Failure risks turning Sony into the most recent global media group to struggle to scale up in India, a market executives feel is too promising to ignore but which has proved consistently hard to crack. Hollywood studios have long looked to the country’s enormous, cinema-loving population for growth, only to face fierce competition from local media barons and low user revenues that leave them struggling to make money.
Walt Disney is also re-evaluating its presence in the Indian market. Disney acquired the Indian broadcaster Star with its 2019 purchase of 21st Century Fox. Star was considered to be one of the gems of the Fox portfolio, but more recently it has drawn attention on Wall Street for the high cost of the rights to broadcast Indian cricket. Its streaming business also generates far less revenue per subscriber than in other parts of the world.
Looking to offset such costs, Disney has entered a non-binding agreement with Mukesh Ambani’s Reliance Industries about selling a 51 per cent stake in the business, according to two sources familiar with the talks. If that deal happens, it will be the latest instance of international media groups scaling back or exiting India, a group that includes Warner Bros.
But even as others pulled back, Sony — which has been operating in the country for decades — remained bullish on India.

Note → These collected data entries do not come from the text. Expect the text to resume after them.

//! Action domain.
//!
//! An [`Action`] pairs the caller identity with an [`ActionKind`]. Each kind
//! is a transition type implementing [`ActionTransition`]; the engine drives
//! it through `pre_validate → apply → post_validate` on a working copy of the
//! state and commits only if all phases succeed.
//!
//! # Module Structure
//!
//! - `error`: rejection taxonomy (`ActionError`, `ClaimRejection`)
//! - `kinds`: concrete transitions (boss, character, combat, heal, reward, operator)

pub mod error;
pub mod kinds;

pub use error::{ActionError, ClaimRejection};
pub use kinds::{
    AttackAction, AttackOutcome, AttackStyle, ClaimRewardsAction, CreateCharacterAction,
    CreateOrUpdateBossAction, GrantExperienceAction, HealAction, TransferOperatorAction,
};

use crate::env::{Capability, GameEnv};
use crate::event::EventSink;
use crate::state::{BossInstanceId, BossKey, GameState, Identity, LevelChange, RewardToken};

/// Defines how a concrete action variant mutates game state.
///
/// The engine checks [`ActionTransition::required_capability`] before
/// `pre_validate`. `apply` may leave the state half-mutated when it fails;
/// the engine discards the working copy in that case.
pub trait ActionTransition {
    type Result;

    /// Capability the caller must hold.
    fn required_capability(&self) -> Capability {
        Capability::Player
    }

    /// Validates pre-conditions using the state **before** mutation.
    fn pre_validate(&self, _state: &GameState, _env: &GameEnv<'_>) -> Result<(), ActionError> {
        Ok(())
    }

    /// Applies the action by mutating the game state and emitting notifications.
    fn apply(
        &self,
        state: &mut GameState,
        env: &GameEnv<'_>,
        events: &mut EventSink,
    ) -> Result<Self::Result, ActionError>;

    /// Validates post-conditions using the state **after** mutation.
    fn post_validate(&self, _state: &GameState, _env: &GameEnv<'_>) -> Result<(), ActionError> {
        Ok(())
    }
}

/// All request kinds understood by the engine.
#[derive(Clone, Debug, PartialEq, Eq, strum::IntoStaticStr)]
#[cfg_attr(feature = "serde", derive(serde::Serialize, serde::Deserialize))]
#[strum(serialize_all = "snake_case")]
pub enum ActionKind {
    CreateOrUpdateBoss(CreateOrUpdateBossAction),
    CreateCharacter(CreateCharacterAction),
    GrantExperience(GrantExperienceAction),
    Attack(AttackAction),
    Heal(HealAction),
    ClaimRewards(ClaimRewardsAction),
    TransferOperator(TransferOperatorAction),
}

/// A caller-identified request.
#[derive(Clone, Debug, PartialEq, Eq)]
#[cfg_attr(feature = "serde", derive(serde::Serialize, serde::Deserialize))]
pub struct Action {
    pub caller: Identity,
    pub kind: ActionKind,
}

impl Action {
    pub fn new(caller: impl Into<Identity>, kind: ActionKind) -> Self {
        Self {
            caller: caller.into(),
            kind,
        }
    }

    pub fn create_or_update_boss(
        caller: impl Into<Identity>,
        key: impl Into<String>,
        name: impl Into<String>,
        hp: u64,
        damage: u64,
        reward: u64,
    ) -> Self {
        Self::new(
            caller,
            ActionKind::CreateOrUpdateBoss(CreateOrUpdateBossAction {
                key: BossKey::new(key),
                name: name.into(),
                hp,
                damage,
                reward,
            }),
        )
    }

    pub fn create_character(caller: impl Into<Identity>, name: impl Into<String>) -> Self {
        Self::new(
            caller,
            ActionKind::CreateCharacter(CreateCharacterAction { name: name.into() }),
        )
    }

    pub fn give_xp(caller: impl Into<Identity>, target: impl Into<Identity>, amount: u64) -> Self {
        Self::new(
            caller,
            ActionKind::GrantExperience(GrantExperienceAction {
                target: target.into(),
                amount,
            }),
        )
    }

    pub fn attack(caller: impl Into<Identity>) -> Self {
        Self::new(caller, ActionKind::Attack(AttackAction::melee()))
    }

    pub fn cast_spell(caller: impl Into<Identity>) -> Self {
        Self::new(caller, ActionKind::Attack(AttackAction::spell()))
    }

    pub fn heal(caller: impl Into<Identity>, target: impl Into<Identity>) -> Self {
        Self::new(
            caller,
            ActionKind::Heal(HealAction {
                target: target.into(),
            }),
        )
    }

    pub fn claim_rewards(caller: impl Into<Identity>, boss_instance: BossInstanceId) -> Self {
        Self::new(
            caller,
            ActionKind::ClaimRewards(ClaimRewardsAction { boss_instance }),
        )
    }

    pub fn transfer_operator(
        caller: impl Into<Identity>,
        new_operator: impl Into<Identity>,
    ) -> Self {
        Self::new(
            caller,
            ActionKind::TransferOperator(TransferOperatorAction {
                new_operator: new_operator.into(),
            }),
        )
    }

    /// Snake-case name of the action kind, for logs and rejection reports.
    pub fn name(&self) -> &'static str {
        (&self.kind).into()
    }
}

/// Action-specific result returned by a committed transition.
#[derive(Clone, Debug, PartialEq, Eq)]
#[cfg_attr(feature = "serde", derive(serde::Serialize, serde::Deserialize))]
pub enum ActionResult {
    BossCreated(BossInstanceId),
    CharacterCreated,
    ExperienceGranted(LevelChange),
    Attack(AttackOutcome),
    Healed,
    RewardClaimed(RewardToken),
    OperatorTransferred,
}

Sony “knew what was happening [at Zee] and they’ve been selling India very aggressively to their investors,” said Vivekanand Subbaraman, a media analyst at brokerage Ambit Capital in Mumbai. “Sony seems to be stuck between a rock and a hard place” with the ongoing regulatory investigation.
Zee’s share price is down more than 50 per cent from a 2018 high, but it has rallied by 45 per cent since June 2023 as confidence in the merger’s success grew among investors. Analysts said the stock could reverse if things fall apart.
Zee shares rose on Thursday after local media reported Goenka would consider stepping down. Zee declined to comment on the reports.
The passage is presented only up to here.